**Problem statement**
Output, without alteration, the first line of the entries and each line after it, stopping with the line that contains "here is pure".

Stored entries
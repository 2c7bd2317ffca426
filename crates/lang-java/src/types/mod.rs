//! Type descriptor algebra.
//!
//! The only place that understands type syntax: parsing descriptor text,
//! wildcard bounds, erasure and qualification. Everything here is pure
//! except [`qualify`], which asks a [`ScopeResolver`] for simple names.

mod bounds;
mod parse;

pub use bounds::{
    element_type, erasure_fqn, has_package_qualifier, is_java_lang_object, is_primitive,
    lower_bound, qualify, simple_name, simple_type_name, upper_bound,
};
pub use parse::{
    TypeParseError, mark_variables, parse_type, parse_type_or_object, parse_type_with_variables,
};

use naviscope_api::models::TypeHandle;
use naviscope_api::semantic::{LookupError, LookupResult, ScopeResolver, TypeHierarchy};

/// The combined type system interface consumed by the engine.
pub trait JavaTypeSystem: TypeHierarchy + ScopeResolver {
    /// Like `find_type`, but a missing type is a lookup failure.
    fn require_type(&self, fqn: &str) -> LookupResult<TypeHandle> {
        self.find_type(fqn)?
            .ok_or_else(|| LookupError::TypeNotFound(fqn.to_string()))
    }
}

// Blanket implementation: any host implementing both collaborators is a JavaTypeSystem
impl<T: TypeHierarchy + ScopeResolver> JavaTypeSystem for T {}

**Result of the task**
repository 2c7bd2317ffca426
filename crates/lang-java/src/types/mod.rs
//! Type descriptor algebra.
//!
//! The only place that understands type syntax: parsing descriptor text,
//! wildcard bounds, erasure and qualification. Everything here is pure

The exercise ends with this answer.